▶ **Data extract**:

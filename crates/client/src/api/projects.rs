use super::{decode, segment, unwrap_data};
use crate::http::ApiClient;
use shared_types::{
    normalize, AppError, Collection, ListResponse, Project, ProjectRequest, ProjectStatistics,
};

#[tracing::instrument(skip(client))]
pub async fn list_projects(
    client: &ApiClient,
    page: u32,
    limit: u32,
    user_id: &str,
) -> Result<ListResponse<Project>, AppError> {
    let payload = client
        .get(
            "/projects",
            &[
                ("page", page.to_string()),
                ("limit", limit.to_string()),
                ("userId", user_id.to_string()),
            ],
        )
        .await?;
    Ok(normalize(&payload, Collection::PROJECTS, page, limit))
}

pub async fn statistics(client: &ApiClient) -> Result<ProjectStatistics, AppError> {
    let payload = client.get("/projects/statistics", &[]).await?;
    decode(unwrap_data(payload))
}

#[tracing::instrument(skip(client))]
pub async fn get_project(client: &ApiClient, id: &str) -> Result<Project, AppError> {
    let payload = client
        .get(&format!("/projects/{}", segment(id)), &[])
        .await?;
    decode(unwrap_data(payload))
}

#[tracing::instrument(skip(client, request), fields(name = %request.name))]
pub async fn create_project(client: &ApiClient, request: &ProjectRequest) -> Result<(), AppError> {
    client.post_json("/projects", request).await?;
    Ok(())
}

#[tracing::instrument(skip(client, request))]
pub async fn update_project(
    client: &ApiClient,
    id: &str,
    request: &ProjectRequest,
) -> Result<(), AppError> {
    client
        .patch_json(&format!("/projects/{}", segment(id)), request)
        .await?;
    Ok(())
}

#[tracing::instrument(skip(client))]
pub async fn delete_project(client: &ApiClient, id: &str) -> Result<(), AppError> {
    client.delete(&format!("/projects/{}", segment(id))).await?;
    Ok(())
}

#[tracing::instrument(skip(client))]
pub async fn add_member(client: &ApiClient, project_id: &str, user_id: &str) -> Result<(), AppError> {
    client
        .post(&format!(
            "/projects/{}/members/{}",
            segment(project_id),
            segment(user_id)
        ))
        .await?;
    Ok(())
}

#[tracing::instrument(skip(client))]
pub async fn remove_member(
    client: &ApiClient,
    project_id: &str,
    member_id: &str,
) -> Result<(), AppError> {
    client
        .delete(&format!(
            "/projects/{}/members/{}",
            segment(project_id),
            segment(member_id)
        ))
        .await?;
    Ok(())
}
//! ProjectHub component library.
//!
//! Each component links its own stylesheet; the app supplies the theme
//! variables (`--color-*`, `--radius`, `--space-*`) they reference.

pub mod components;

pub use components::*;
...
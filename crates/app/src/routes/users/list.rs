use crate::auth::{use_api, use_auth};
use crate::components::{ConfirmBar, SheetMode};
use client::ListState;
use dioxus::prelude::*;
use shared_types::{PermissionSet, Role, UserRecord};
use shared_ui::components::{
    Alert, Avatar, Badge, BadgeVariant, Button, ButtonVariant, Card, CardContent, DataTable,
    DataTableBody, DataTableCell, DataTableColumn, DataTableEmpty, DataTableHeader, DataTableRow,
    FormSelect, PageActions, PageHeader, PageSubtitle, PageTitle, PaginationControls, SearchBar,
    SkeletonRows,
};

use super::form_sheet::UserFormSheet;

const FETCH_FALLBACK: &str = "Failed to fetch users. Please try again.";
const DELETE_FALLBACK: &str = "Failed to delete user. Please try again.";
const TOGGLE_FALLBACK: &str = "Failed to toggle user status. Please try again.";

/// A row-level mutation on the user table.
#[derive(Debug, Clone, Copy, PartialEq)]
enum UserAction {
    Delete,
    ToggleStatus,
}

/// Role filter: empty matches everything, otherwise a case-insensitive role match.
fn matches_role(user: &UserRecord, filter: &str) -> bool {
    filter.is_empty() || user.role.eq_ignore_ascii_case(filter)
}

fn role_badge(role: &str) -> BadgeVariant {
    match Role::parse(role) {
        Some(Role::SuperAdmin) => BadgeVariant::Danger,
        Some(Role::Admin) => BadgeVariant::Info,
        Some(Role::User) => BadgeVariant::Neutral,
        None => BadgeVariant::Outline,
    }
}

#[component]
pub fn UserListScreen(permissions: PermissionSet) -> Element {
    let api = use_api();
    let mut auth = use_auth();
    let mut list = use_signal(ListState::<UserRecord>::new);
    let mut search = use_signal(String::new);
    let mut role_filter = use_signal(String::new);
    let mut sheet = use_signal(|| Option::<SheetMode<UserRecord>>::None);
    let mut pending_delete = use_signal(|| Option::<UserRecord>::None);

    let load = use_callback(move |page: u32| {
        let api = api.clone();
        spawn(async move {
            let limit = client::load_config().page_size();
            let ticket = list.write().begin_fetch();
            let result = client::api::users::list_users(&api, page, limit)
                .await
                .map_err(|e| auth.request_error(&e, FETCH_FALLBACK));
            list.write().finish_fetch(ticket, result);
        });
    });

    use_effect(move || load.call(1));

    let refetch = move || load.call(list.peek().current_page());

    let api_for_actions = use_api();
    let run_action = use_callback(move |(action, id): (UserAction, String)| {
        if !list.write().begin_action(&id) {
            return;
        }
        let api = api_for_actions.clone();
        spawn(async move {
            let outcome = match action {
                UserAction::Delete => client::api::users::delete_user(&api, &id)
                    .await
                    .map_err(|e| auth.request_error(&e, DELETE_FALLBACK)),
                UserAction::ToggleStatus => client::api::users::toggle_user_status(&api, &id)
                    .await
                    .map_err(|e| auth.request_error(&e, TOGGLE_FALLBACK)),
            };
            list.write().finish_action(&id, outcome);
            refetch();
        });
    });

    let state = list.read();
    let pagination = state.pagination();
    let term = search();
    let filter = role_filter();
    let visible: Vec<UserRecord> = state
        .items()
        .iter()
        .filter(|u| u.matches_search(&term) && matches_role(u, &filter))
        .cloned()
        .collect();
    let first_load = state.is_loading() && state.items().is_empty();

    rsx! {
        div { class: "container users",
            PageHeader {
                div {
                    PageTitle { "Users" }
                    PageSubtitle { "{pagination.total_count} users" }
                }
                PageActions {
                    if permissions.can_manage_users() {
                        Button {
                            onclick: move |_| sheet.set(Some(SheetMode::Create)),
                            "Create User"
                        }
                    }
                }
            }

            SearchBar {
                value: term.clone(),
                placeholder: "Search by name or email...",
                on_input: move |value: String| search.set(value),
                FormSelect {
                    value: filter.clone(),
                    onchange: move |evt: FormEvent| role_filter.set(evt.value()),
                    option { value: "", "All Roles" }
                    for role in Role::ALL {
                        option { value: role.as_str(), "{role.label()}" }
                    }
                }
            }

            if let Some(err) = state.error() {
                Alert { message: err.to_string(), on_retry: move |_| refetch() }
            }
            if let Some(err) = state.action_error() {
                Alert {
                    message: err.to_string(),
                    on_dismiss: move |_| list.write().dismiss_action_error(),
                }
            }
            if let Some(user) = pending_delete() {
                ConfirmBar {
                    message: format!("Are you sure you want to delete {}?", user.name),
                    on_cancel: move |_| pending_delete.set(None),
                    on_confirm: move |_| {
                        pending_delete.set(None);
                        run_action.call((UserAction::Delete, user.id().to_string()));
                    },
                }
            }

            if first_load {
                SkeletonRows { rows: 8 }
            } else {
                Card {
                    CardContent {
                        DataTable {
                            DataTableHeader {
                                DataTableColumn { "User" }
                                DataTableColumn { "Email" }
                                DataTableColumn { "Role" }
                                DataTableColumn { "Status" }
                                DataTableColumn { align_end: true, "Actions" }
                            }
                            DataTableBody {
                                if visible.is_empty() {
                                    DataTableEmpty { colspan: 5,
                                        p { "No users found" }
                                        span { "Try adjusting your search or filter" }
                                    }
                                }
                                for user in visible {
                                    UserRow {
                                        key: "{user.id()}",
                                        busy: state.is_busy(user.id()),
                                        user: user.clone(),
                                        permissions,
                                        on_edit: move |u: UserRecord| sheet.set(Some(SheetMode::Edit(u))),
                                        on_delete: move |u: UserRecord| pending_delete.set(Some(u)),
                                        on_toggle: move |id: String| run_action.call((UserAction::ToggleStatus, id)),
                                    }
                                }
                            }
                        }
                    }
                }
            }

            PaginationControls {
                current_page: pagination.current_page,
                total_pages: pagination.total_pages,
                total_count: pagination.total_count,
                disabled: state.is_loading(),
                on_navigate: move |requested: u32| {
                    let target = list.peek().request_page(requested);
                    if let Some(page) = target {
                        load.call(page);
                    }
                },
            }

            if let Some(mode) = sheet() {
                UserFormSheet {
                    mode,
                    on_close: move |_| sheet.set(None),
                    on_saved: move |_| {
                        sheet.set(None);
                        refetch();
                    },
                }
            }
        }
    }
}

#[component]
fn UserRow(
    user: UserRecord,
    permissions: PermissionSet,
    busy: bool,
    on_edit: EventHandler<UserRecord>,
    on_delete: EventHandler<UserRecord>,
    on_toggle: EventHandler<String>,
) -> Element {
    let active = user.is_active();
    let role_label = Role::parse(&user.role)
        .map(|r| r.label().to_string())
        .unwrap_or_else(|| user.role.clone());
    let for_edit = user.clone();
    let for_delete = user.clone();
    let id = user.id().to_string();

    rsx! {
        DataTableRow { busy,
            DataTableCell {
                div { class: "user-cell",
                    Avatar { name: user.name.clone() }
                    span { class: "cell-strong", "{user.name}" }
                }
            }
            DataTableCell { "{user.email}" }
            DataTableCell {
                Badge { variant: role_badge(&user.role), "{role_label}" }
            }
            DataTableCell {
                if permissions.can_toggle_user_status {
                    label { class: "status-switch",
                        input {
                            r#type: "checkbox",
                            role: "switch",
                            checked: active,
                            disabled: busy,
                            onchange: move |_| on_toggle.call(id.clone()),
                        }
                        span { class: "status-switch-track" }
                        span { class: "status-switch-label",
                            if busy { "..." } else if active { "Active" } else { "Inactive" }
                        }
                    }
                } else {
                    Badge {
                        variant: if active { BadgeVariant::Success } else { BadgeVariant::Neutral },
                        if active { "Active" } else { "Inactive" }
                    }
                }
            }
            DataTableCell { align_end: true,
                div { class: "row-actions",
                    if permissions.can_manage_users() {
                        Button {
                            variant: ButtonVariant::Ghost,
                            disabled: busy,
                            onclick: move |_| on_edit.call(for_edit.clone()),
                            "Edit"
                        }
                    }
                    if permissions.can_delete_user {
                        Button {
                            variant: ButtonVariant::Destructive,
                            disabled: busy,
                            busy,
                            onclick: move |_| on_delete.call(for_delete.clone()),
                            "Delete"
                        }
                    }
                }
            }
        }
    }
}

▶ **Task to carry out**: If a line in the records contains the string "class", copy it out.

▶ **Task response**:
        div { class: "container users",
                div { class: "user-cell",
                    span { class: "cell-strong", "{user.name}" }
                    label { class: "status-switch",
                        span { class: "status-switch-track" }
                        span { class: "status-switch-label",
                div { class: "row-actions",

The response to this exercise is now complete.